Re: JSON-LD Algorithms from Gregg Kellogg on 2013-01-17 (public-linked-json@w3.org from January 2013)

From: Gregg Kellogg <gregg@greggkellogg.net>
Date: Thu, 17 Jan 2013 15:15:18 -0500
To: Markus Lanthaler <markus.lanthaler@gmx.net>
CC: "public-linked-json@w3.org" <public-linked-json@w3.org>
Message-ID: <E3D71EAA-9171-48E6-814F-DC35D09888D2@greggkellogg.net>
On Jan 17, 2013, at 6:57 PM, Markus Lanthaler <markus.lanthaler@gmx.net> wrote:

> I've spend some more time thinking about our algorithms and how we should
> describe them in the spec. I do a agree with Gregg that the algorithms
> should be more descriptive so that they can be understood without actually
> implementing them. My intention when introducing the notion of a inverse
> context was just that. Unfortunately it seems that the inverse context
> failed to make IRI compaction easier to understand and at least I still
> believe that the Term Ranking algorithm is not much better in that regard.
> In fact I had problems understanding it myself without actually implementing
> it (the original version; the current one is probably even more complex due
> property generators).
> 
> I think the main problem with both algorithms is the level of abstraction we
> have chosen. It might be possible to describe the algorithm in a much
> simpler way by slightly increasing the level of abstraction. So let's first
> look at the problem we are trying to solve to ensure we are all on the same
> page.

Agreed, the term rank was always just an expedient way to express the results; restating it in a more descriptive way is a good idea.

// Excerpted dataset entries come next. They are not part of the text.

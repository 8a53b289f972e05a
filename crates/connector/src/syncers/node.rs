use async_trait::async_trait;
use tracing::instrument;

use gatesync_core::{
    Annotations, ConnectorResult, Entitlement, Grant, Page, PaginationToken, Resource, ResourceId,
    ResourceType,
};
use gatesync_upstream::Client;

use super::ResourceSyncer;
use super::membership::{grant_membership, revoke_membership};
use crate::mappers::node_resource;
use crate::resource_types::NODE;
use crate::session::SyncSession;

/// Nodes are the one paginated kind. Each call returns exactly the page
/// upstream produced for the given cursor.
#[derive(Debug, Clone)]
pub struct NodeSyncer {
    client: Client,
}

impl NodeSyncer {
    pub fn new(client: Client) -> Self {
        Self { client }
    }
}

#[async_trait]
impl ResourceSyncer for NodeSyncer {
    fn resource_type(&self) -> ResourceType {
        NODE
    }

    #[instrument(skip_all, fields(session = %session.id(), cursor = %token.token))]
    async fn list(
        &self,
        session: &SyncSession,
        _parent: Option<&ResourceId>,
        token: &PaginationToken,
    ) -> ConnectorResult<Page<Resource>> {
        let page = self.client.list_nodes_page(&token.token, token.size).await?;
        let resources = page
            .nodes
            .iter()
            .map(node_resource)
            .collect::<Result<Vec<_>, _>>()?;
        Ok(Page::more(resources, page.next_key))
    }

    // Node access is provisioned as a session-MFA role named after the node.
    // Upstream does not report which roles reach a node, so grants are
    // never listed.

    #[instrument(skip_all, fields(principal = %principal.id, node = %entitlement.resource.display_name))]
    async fn grant(
        &self,
        session: &SyncSession,
        principal: &Resource,
        entitlement: &Entitlement,
    ) -> ConnectorResult<Annotations> {
        grant_membership(
            &self.client,
            session,
            &principal.id,
            &entitlement.resource.display_name,
        )
        .await
    }

    #[instrument(skip_all, fields(grant = %grant.id))]
    async fn revoke(&self, session: &SyncSession, grant: &Grant) -> ConnectorResult<Annotations> {
        revoke_membership(
            &self.client,
            session,
            &grant.principal,
            &grant.entitlement.resource.display_name,
        )
        .await
    }
}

> --- Problem Description ---
> 
> IRI compaction tries to find the best matching term or compact IRI in an
> active context for a) just an IRI or b) an IRI-value pair.
> 
> Case a) is just used when compacting values of @type (previously also for
> @id). The result will either be a term, a compact IRI or @vocab-abbreviated
> IRI (it's not @vocab relative), or, if nothing matches, the original IRI (we
> don't want to compact this to relative IRIs, do we?)
> 
> Case b) is a bit more complex as, apart from the IRI itself, a term's
> definition also has to correspond to the passed value (container,
> type/language). The result will either be a single term, compact IRI, or
> relative/absolute IRI or if a property generator matches, a list of
> candidate property generators with a single a single term, compact IRI, or
> relative/absolute IRI to fall back to if it turns out that no property
> generator matches.
> 
> 
> --- Proposed Algorithm ---
> 
> Lets again consider a) and b) separately.
> 
> Case a) is rather trivial:
> 
> - Filter the active context's term definitions by IRI and
>  if the result contains more than one term
>    - Choose the shortest and lexicographically least
> 
> - Otherwise, for every term in the active context, check if
>  it's IRI partially matches the target IRI, if so, construct
>  a compact IRI. Out of all potential compact IRIs, choose the
>  shortest and lexicographically least
> 
> - Otherwise, if @vocab is set, use it to shorten the IRI if possible

Meaning, that if the result doesn't match a term in the active context.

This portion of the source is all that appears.